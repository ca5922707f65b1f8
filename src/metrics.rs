//! Goodness-of-fit metrics.

use crate::error::{GeoDetectorError, Result};
use ndarray::ArrayView1;

/// Coefficient of determination R² = 1 − SSR/SST.
///
/// SSR is the sum of squared residuals against the predictions and SST the
/// sum of squares about the mean of `y_true`. A target with zero variance
/// leaves the ratio undefined; a perfect fit then scores 1.0 and anything
/// else 0.0.
///
/// # Errors
/// `LengthMismatch` when the inputs are not row-aligned, `InvalidParameter`
/// on empty input.
pub fn r2_score(y_true: &ArrayView1<'_, f64>, y_pred: &ArrayView1<'_, f64>) -> Result<f64> {
    if y_true.len() != y_pred.len() {
        return Err(GeoDetectorError::LengthMismatch {
            expected: y_true.len(),
            actual: y_pred.len(),
        });
    }
    if y_true.is_empty() {
        return Err(GeoDetectorError::InvalidParameter(
            "r2_score requires at least one observation".to_string(),
        ));
    }

    let mean = y_true.sum() / y_true.len() as f64;
    let mut ssr = 0.0;
    let mut sst = 0.0;
    for (&truth, &pred) in y_true.iter().zip(y_pred.iter()) {
        ssr += (truth - pred) * (truth - pred);
        sst += (truth - mean) * (truth - mean);
    }

    if sst == 0.0 {
        return Ok(if ssr == 0.0 { 1.0 } else { 0.0 });
    }
    Ok(1.0 - ssr / sst)
}

#[cfg(test)]
mod tests {
    use super::*;
    use approx::assert_relative_eq;
    use ndarray::array;

    #[test]
    fn test_perfect_fit_scores_one() {
        let y = array![1.0, 2.0, 3.0];
        let score = r2_score(&y.view(), &y.view()).unwrap();
        assert_eq!(score, 1.0);
    }

    #[test]
    fn test_grand_mean_prediction_scores_zero() {
        let y = array![1.0, 2.0, 3.0];
        let pred = array![2.0, 2.0, 2.0];
        let score = r2_score(&y.view(), &pred.view()).unwrap();
        assert_relative_eq!(score, 0.0, epsilon = 1e-12);
    }

    #[test]
    fn test_known_value() {
        // SSR = 0.25 * 4 = 1, SST = 2 * (2.25 + 0.25) = 5.
        let y = array![1.0, 2.0, 3.0, 4.0];
        let pred = array![1.5, 1.5, 3.5, 3.5];
        let score = r2_score(&y.view(), &pred.view()).unwrap();
        assert_relative_eq!(score, 0.8, epsilon = 1e-12);
    }

    #[test]
    fn test_worse_than_mean_goes_negative() {
        let y = array![1.0, 2.0, 3.0];
        let pred = array![3.0, 2.0, 1.0];
        let score = r2_score(&y.view(), &pred.view()).unwrap();
        assert!(score < 0.0);
    }

    #[test]
    fn test_zero_variance_conventions() {
        let y = array![5.0, 5.0, 5.0];
        let exact = r2_score(&y.view(), &y.view()).unwrap();
        assert_eq!(exact, 1.0);

        let off = array![5.0, 5.0, 6.0];
        let imperfect = r2_score(&y.view(), &off.view()).unwrap();
        assert_eq!(imperfect, 0.0);
    }

    #[test]
    fn test_misaligned_inputs_fail() {
        let y = array![1.0, 2.0];
        let pred = array![1.0];
        let result = r2_score(&y.view(), &pred.view());
        assert!(matches!(
            result,
            Err(GeoDetectorError::LengthMismatch {
                expected: 2,
                actual: 1
            })
        ));
    }

    #[test]
    fn test_empty_input_fails() {
        let empty: ndarray::Array1<f64> = array![];
        let result = r2_score(&empty.view(), &empty.view());
        assert!(matches!(
            result,
            Err(GeoDetectorError::InvalidParameter(_))
        ));
    }
}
------------
Exercise aim
Retype exactly the span of lines from the one with "let mean = y_true.sum()" through the one with "let pred = array![1.0];"; include both ends and omit the rest of the material.

Worked solution
    let mean = y_true.sum() / y_true.len() as f64;
    let mut ssr = 0.0;
    let mut sst = 0.0;
    for (&truth, &pred) in y_true.iter().zip(y_pred.iter()) {
        ssr += (truth - pred) * (truth - pred);
        sst += (truth - mean) * (truth - mean);
    }

    if sst == 0.0 {
        return Ok(if ssr == 0.0 { 1.0 } else { 0.0 });
    }
    Ok(1.0 - ssr / sst)
}

#[cfg(test)]
mod tests {
    use super::*;
    use approx::assert_relative_eq;
    use ndarray::array;

    #[test]
    fn test_perfect_fit_scores_one() {
        let y = array![1.0, 2.0, 3.0];
        let score = r2_score(&y.view(), &y.view()).unwrap();
        assert_eq!(score, 1.0);
    }

    #[test]
    fn test_grand_mean_prediction_scores_zero() {
        let y = array![1.0, 2.0, 3.0];
        let pred = array![2.0, 2.0, 2.0];
        let score = r2_score(&y.view(), &pred.view()).unwrap();
        assert_relative_eq!(score, 0.0, epsilon = 1e-12);
    }

    #[test]
    fn test_known_value() {
        // SSR = 0.25 * 4 = 1, SST = 2 * (2.25 + 0.25) = 5.
        let y = array![1.0, 2.0, 3.0, 4.0];
        let pred = array![1.5, 1.5, 3.5, 3.5];
        let score = r2_score(&y.view(), &pred.view()).unwrap();
        assert_relative_eq!(score, 0.8, epsilon = 1e-12);
    }

    #[test]
    fn test_worse_than_mean_goes_negative() {
        let y = array![1.0, 2.0, 3.0];
        let pred = array![3.0, 2.0, 1.0];
        let score = r2_score(&y.view(), &pred.view()).unwrap();
        assert!(score < 0.0);
    }

    #[test]
    fn test_zero_variance_conventions() {
        let y = array![5.0, 5.0, 5.0];
        let exact = r2_score(&y.view(), &y.view()).unwrap();
        assert_eq!(exact, 1.0);

        let off = array![5.0, 5.0, 6.0];
        let imperfect = r2_score(&y.view(), &off.view()).unwrap();
        assert_eq!(imperfect, 0.0);
    }

    #[test]
    fn test_misaligned_inputs_fail() {
        let y = array![1.0, 2.0];
        let pred = array![1.0];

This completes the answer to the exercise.